DIRECTIONS:
Copy exactly the lines of the data below that run from the line holding "draft.clear_snap_target();" through the line holding "by this release.", both ends included.
-- MATERIAL PROVIDED follows --
// SPDX-License-Identifier: MIT OR Apache-2.0
//! Pointer-driven editing of a diagram.
//!
//! [`CanvasEditor`] works in canvas coordinates and knows nothing about
//! the windowing layer; the egui view translates its input into these
//! calls.

use crate::connection::{Connection, ConnectionError, ConnectionId, PortRef};
use crate::diagram::Diagram;
use crate::drag::DragSession;
use crate::hit_test::hit_test;
use crate::node::NodeId;
use egui::Pos2;

/// Editor interaction mode
#[derive(Debug, Clone, Default)]
pub enum InteractionMode {
    /// Nothing in progress
    #[default]
    Idle,
    /// Dragging the free end of a new connection
    DrawingConnection(Connection),
    /// Dragging a segment of an existing connection
    AdjustingConnection(DragSession),
    /// Dragging a node
    MovingNode {
        /// Node being moved
        node: NodeId,
        /// Pointer position at the last move
        last: Pos2,
    },
}

/// Pointer state machine for a diagram canvas
#[derive(Debug, Clone, Default)]
pub struct CanvasEditor {
    /// Current interaction mode
    pub mode: InteractionMode,
    /// Selected node, if any
    pub selected_node: Option<NodeId>,
    /// Port under the pointer while idle
    pub hovered_port: Option<PortRef>,
    /// Last pointer position seen
    last_pointer: Option<Pos2>,
}

impl CanvasEditor {
    /// Create a new editor
    pub fn new() -> Self {
        Self::default()
    }

    /// Connection currently being drawn
    pub fn draft(&self) -> Option<&Connection> {
        match &self.mode {
            InteractionMode::DrawingConnection(draft) => Some(draft),
            _ => None,
        }
    }

    /// Pointer pressed at `pos`.
    ///
    /// A port starts a new connection, a connection segment starts an
    /// adjustment drag, a node body starts a move. Anything else clears
    /// the selection. With `additive` the existing selection is kept.
    pub fn pointer_down(&mut self, diagram: &mut Diagram, pos: Pos2, additive: bool) {
        self.hovered_port = None;
        self.last_pointer = Some(pos);

        if let Some(port) = diagram.port_at(pos) {
            let mut draft = Connection::new(port, pos);
            diagram.route_draft(&mut draft);
            tracing::debug!("Started connection from {:?}[{}]", port.node, port.port);
            self.mode = InteractionMode::DrawingConnection(draft);
            return;
        }

        if let Some((id, segment)) = diagram.hit_connection(pos) {
            if !additive {
                self.clear_selection(diagram);
            }
            diagram.set_selected(id, true);

            // Probing compares against the cached path, which may be stale
            // waypoints from a loaded document
            if let Err(e) = diagram.reroute(id) {
                tracing::warn!("Could not re-route connection before drag: {e}");
            }

            if let Some(connection) = diagram.connection(id) {
                let segment = hit_test(connection.path(), pos, diagram.config().hit_tolerance).unwrap_or(segment);
                let session = DragSession::begin(connection, segment, pos, diagram.config(), |adjust| {
                    diagram.route_with(connection, adjust)
                });
                self.mode = InteractionMode::AdjustingConnection(session);
            }
            return;
        }

        if let Some(node) = diagram.node_at(pos) {
            if !additive {
                self.clear_selection(diagram);
            }
            self.selected_node = Some(node);
            self.mode = InteractionMode::MovingNode { node, last: pos };
            return;
        }

        if !additive {
            self.clear_selection(diagram);
        }
    }

    /// Pointer moved to `pos`.
    ///
    /// Repeating the last position is a no-op, so a repaint never
    /// re-routes anything.
    pub fn pointer_move(&mut self, diagram: &mut Diagram, pos: Pos2) {
        if self.last_pointer.replace(pos) == Some(pos) {
            return;
        }

        match &mut self.mode {
            InteractionMode::Idle => {
                self.hovered_port = diagram.port_at(pos);
            }

            InteractionMode::DrawingConnection(draft) => {
                if draft.set_pointer(pos).is_err() {
                    return;
                }
                match diagram.snap_candidate(pos, draft.start().node) {
                    Some(target) => {
                        if let Err(e) = draft.set_snap_target(target) {
                            tracing::debug!("Snap rejected: {e}");
                            draft.clear_snap_target();
                        }
                    }
                    None => draft.clear_snap_target(),
                }
                diagram.route_draft(draft);
            }

            InteractionMode::AdjustingConnection(session) => {
                if let Err(e) = session.update(pos, diagram) {
                    tracing::warn!("Could not adjust connection: {e}");
                }
            }

            InteractionMode::MovingNode { node, last } => {
                let delta = pos - *last;
                *last = pos;
                if let Err(e) = diagram.move_node(*node, delta) {
                    tracing::warn!("Could not move node: {e}");
                }
            }
        }
    }

    /// Pointer released at `pos`.
    ///
    /// Returns the ID of a connection created by this release.
    pub fn pointer_up(&mut self, diagram: &mut Diagram, pos: Pos2) -> Option<ConnectionId> {
        self.pointer_move(diagram, pos);

        match std::mem::take(&mut self.mode) {
            InteractionMode::DrawingConnection(mut draft) => match draft.finalize() {
                Ok(_) => match diagram.insert_connection(draft) {
                    Ok(id) => Some(id),
                    Err(e) => {
                        tracing::warn!("Could not create connection: {e}");
                        None
                    }
                },
                Err(ConnectionError::NoSnapTarget) => {
                    tracing::debug!("Released without a target, connection discarded");
                    None
                }
                Err(e) => {
                    tracing::warn!("Could not finalize connection: {e}");
                    None
                }
            },
            InteractionMode::AdjustingConnection(session) => {
                if let Some(connection) = diagram.connection(session.connection()) {
                    tracing::debug!(
                        "Adjusted connection {:?}: {:?}",
                        connection.id,
                        connection.adjustments()
                    );
                }
                None
            }
            InteractionMode::Idle | InteractionMode::MovingNode { .. } => None,
        }
    }

    /// Escape: drop the draft if there is one, otherwise clear the selection
    pub fn cancel(&mut self, diagram: &mut Diagram) {
        match std::mem::take(&mut self.mode) {
            InteractionMode::DrawingConnection(_) => {
                tracing::debug!("Connection draft cancelled");
            }
            _ => self.clear_selection(diagram),
        }
    }

    /// Deselect everything
    pub fn clear_selection(&mut self, diagram: &mut Diagram) {
        self.selected_node = None;
        diagram.clear_selection();
    }

    /// Delete selected connections and the selected node, returning how
    /// many connections were removed
    pub fn delete_selected(&mut self, diagram: &mut Diagram) -> usize {
        let before = diagram.connection_count();
        diagram.delete_selected();
        if let Some(node) = self.selected_node.take() {
            diagram.remove_node(node);
        }
        before - diagram.connection_count()
    }
}

#[cfg(test)]
mod tests {
    use super::*;
    use crate::adjust::AdjustParam;
    use crate::config::{MapperConfig, RoutingConfig};
    use crate::document::DiagramDocument;
    use crate::node::Node;
    use egui::{Rect, Vec2};

    fn setup(b_origin: Pos2) -> (Diagram, NodeId, NodeId) {
        let config = RoutingConfig {
            mapper: MapperConfig {
                port_margin: 0.0,
                ..Default::default()
            },
            ..Default::default()
        };
        let mut diagram = Diagram::with_config("Test", config);
        let size = Vec2::new(100.0, 60.0);
        let a = diagram.add_node(Node::new("Pump", Rect::from_min_size(Pos2::ZERO, size)));
        let b = diagram.add_node(Node::new("Tank", Rect::from_min_size(b_origin, size)));
        (diagram, a, b)
    }

    #[test]
    fn test_draw_and_snap() {
        let (mut diagram, a, b) = setup(Pos2::new(300.0, 0.0));
        let mut editor = CanvasEditor::new();

        editor.pointer_down(&mut diagram, Pos2::new(100.0, 30.0), false);
        assert!(editor.draft().is_some());

        editor.pointer_move(&mut diagram, Pos2::new(200.0, 120.0));
        let draft = editor.draft().unwrap();
        assert_eq!(draft.snap_target(), None);
        assert_eq!(draft.path().last(), Some(&Pos2::new(200.0, 120.0)));

        editor.pointer_move(&mut diagram, Pos2::new(295.0, 32.0));
        let draft = editor.draft().unwrap();
        assert_eq!(draft.snap_target().map(|t| t.node), Some(b));
        assert_eq!(draft.path().last(), Some(&Pos2::new(300.0, 30.0)));

        let id = editor.pointer_up(&mut diagram, Pos2::new(295.0, 32.0)).unwrap();
        assert!(matches!(editor.mode, InteractionMode::Idle));
        let connection = diagram.connection(id).unwrap();
        assert_eq!(connection.start().node, a);
        assert_eq!(connection.end().map(|e| e.node), Some(b));
    }

    #[test]
    fn test_release_without_target_discards() {
        let (mut diagram, _, _) = setup(Pos2::new(300.0, 0.0));
        let mut editor = CanvasEditor::new();
        editor.pointer_down(&mut diagram, Pos2::new(100.0, 30.0), false);
        assert_eq!(editor.pointer_up(&mut diagram, Pos2::new(200.0, 200.0)), None);
        assert_eq!(diagram.connection_count(), 0);
    }

    #[test]
    fn test_escape_cancels_draft_then_deselects() {
        let (mut diagram, a, b) = setup(Pos2::new(300.0, 0.0));
        let id = diagram.connect(a, 1, b, 0).unwrap();
        diagram.set_selected(id, true);
        let mut editor = CanvasEditor::new();

        editor.pointer_down(&mut diagram, Pos2::new(0.0, 30.0), false);
        editor.cancel(&mut diagram);
        assert!(editor.draft().is_none());
        assert_eq!(diagram.selected_connections(), vec![id]);

        editor.cancel(&mut diagram);
        assert!(diagram.selected_connections().is_empty());
        assert_eq!(diagram.connection_count(), 1);
    }

    #[test]
    fn test_segment_drag_adjusts_offset() {
        let (mut diagram, a, b) = setup(Pos2::new(300.0, 100.0));
        let id = diagram.connect(a, 1, b, 0).unwrap();
        let mut editor = CanvasEditor::new();

        editor.pointer_down(&mut diagram, Pos2::new(200.0, 80.0), false);
        match &editor.mode {
            InteractionMode::AdjustingConnection(session) => {
                assert_eq!(session.param(), AdjustParam::PathOffset);
                assert_eq!(session.segment(), 2);
            }
            other => panic!("unexpected mode {other:?}"),
        }
        assert!(diagram.connection(id).unwrap().is_selected);

        editor.pointer_move(&mut diagram, Pos2::new(230.0, 95.0));
        let connection = diagram.connection(id).unwrap();
        assert_eq!(connection.adjustments().path_offset, 30.0);
        assert_eq!(connection.path()[2], Pos2::new(230.0, 30.0));

        assert_eq!(editor.pointer_up(&mut diagram, Pos2::new(230.0, 95.0)), None);
        assert!(matches!(editor.mode, InteractionMode::Idle));
    }

    #[test]
    fn test_straight_line_drag_moves_middle() {
        let (mut diagram, a, b) = setup(Pos2::new(300.0, 0.0));
        let id = diagram.connect(a, 1, b, 0).unwrap();
        let mut editor = CanvasEditor::new();

        editor.pointer_down(&mut diagram, Pos2::new(200.0, 30.0), false);
        match &editor.mode {
            InteractionMode::AdjustingConnection(session) => {
                assert_eq!(session.segment(), 1);
                assert_eq!(session.param(), AdjustParam::PathOffset);
            }
            other => panic!("unexpected mode {other:?}"),
        }

        editor.pointer_move(&mut diagram, Pos2::new(230.0, 30.0));
        let adjust = diagram.connection(id).unwrap().adjustments();
        assert_eq!(adjust.path_offset, 60.0);
        assert_eq!(adjust.start_adjust, 0.0);
    }

    /// Loaded document whose saved waypoints sit 4 units below the route
    fn loaded_with_shifted_waypoints() -> (Diagram, NodeId, ConnectionId) {
        let (mut diagram, a, b) = setup(Pos2::new(300.0, 100.0));
        let id = diagram.connect(a, 1, b, 0).unwrap();
        let mut document = DiagramDocument::from_diagram(&diagram);
        for point in &mut document.connections[0].waypoints {
            point.y += 4.0;
        }
        (document.into_diagram(*diagram.config()), a, id)
    }

    #[test]
    fn test_drag_after_load_ignores_saved_waypoints() {
        let (mut diagram, _, id) = loaded_with_shifted_waypoints();
        assert_eq!(diagram.connection(id).unwrap().path()[2], Pos2::new(200.0, 34.0));
        let mut editor = CanvasEditor::new();

        editor.pointer_down(&mut diagram, Pos2::new(200.0, 80.0), false);
        assert_eq!(diagram.connection(id).unwrap().path()[2], Pos2::new(200.0, 30.0));
        match &editor.mode {
            InteractionMode::AdjustingConnection(session) => {
                assert_eq!(session.param(), AdjustParam::PathOffset);
                assert_eq!(session.sensitivity().vector, Vec2::new(1.0, 0.0));
            }
            other => panic!("unexpected mode {other:?}"),
        }

        editor.pointer_move(&mut diagram, Pos2::new(230.0, 80.0));
        assert_eq!(diagram.connection(id).unwrap().adjustments().path_offset, 30.0);
    }

    #[test]
    fn test_repeated_pointer_position_does_not_reroute() {
        let (mut diagram, a, id) = loaded_with_shifted_waypoints();
        let saved = diagram.connection(id).unwrap().path().to_vec();
        let mut editor = CanvasEditor::new();

        editor.pointer_down(&mut diagram, Pos2::new(50.0, 10.0), false);
        assert!(matches!(editor.mode, InteractionMode::MovingNode { node, .. } if node == a));
        for _ in 0..3 {
            editor.pointer_move(&mut diagram, Pos2::new(50.0, 10.0));
        }
        assert_eq!(diagram.connection(id).unwrap().path(), saved.as_slice());

        editor.pointer_move(&mut diagram, Pos2::new(50.0, 20.0));
        assert_eq!(diagram.connection(id).unwrap().path()[0], Pos2::new(100.0, 40.0));
    }

    #[test]
    fn test_node_move_reroutes_and_delete_cascades() {
        let (mut diagram, a, b) = setup(Pos2::new(300.0, 0.0));
        let id = diagram.connect(a, 1, b, 0).unwrap();
        let mut editor = CanvasEditor::new();

        editor.pointer_down(&mut diagram, Pos2::new(50.0, 10.0), false);
        editor.pointer_move(&mut diagram, Pos2::new(50.0, 60.0));
        editor.pointer_up(&mut diagram, Pos2::new(50.0, 60.0));
        assert_eq!(diagram.connection(id).unwrap().path()[0], Pos2::new(100.0, 80.0));

        assert_eq!(editor.selected_node, Some(a));
        assert_eq!(editor.delete_selected(&mut diagram), 1);
        assert!(diagram.node(a).is_none());
        assert_eq!(diagram.node_count(), 1);
    }

    #[test]
    fn test_hover_tracks_ports() {
        let (mut diagram, a, _) = setup(Pos2::new(300.0, 0.0));
        let mut editor = CanvasEditor::new();
        editor.pointer_move(&mut diagram, Pos2::new(101.0, 31.0));
        assert_eq!(editor.hovered_port.map(|p| (p.node, p.port)), Some((a, 1)));
        editor.pointer_move(&mut diagram, Pos2::new(150.0, 150.0));
        assert_eq!(editor.hovered_port, None);
    }
}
-- MATERIAL PROVIDED concluded --
SOLUTION TO THIS TASK:
                            draft.clear_snap_target();
                        }
                    }
                    None => draft.clear_snap_target(),
                }
                diagram.route_draft(draft);
            }

            InteractionMode::AdjustingConnection(session) => {
                if let Err(e) = session.update(pos, diagram) {
                    tracing::warn!("Could not adjust connection: {e}");
                }
            }

            InteractionMode::MovingNode { node, last } => {
                let delta = pos - *last;
                *last = pos;
                if let Err(e) = diagram.move_node(*node, delta) {
                    tracing::warn!("Could not move node: {e}");
                }
            }
        }
    }

    /// Pointer released at `pos`.
    ///
    /// Returns the ID of a connection created by this release.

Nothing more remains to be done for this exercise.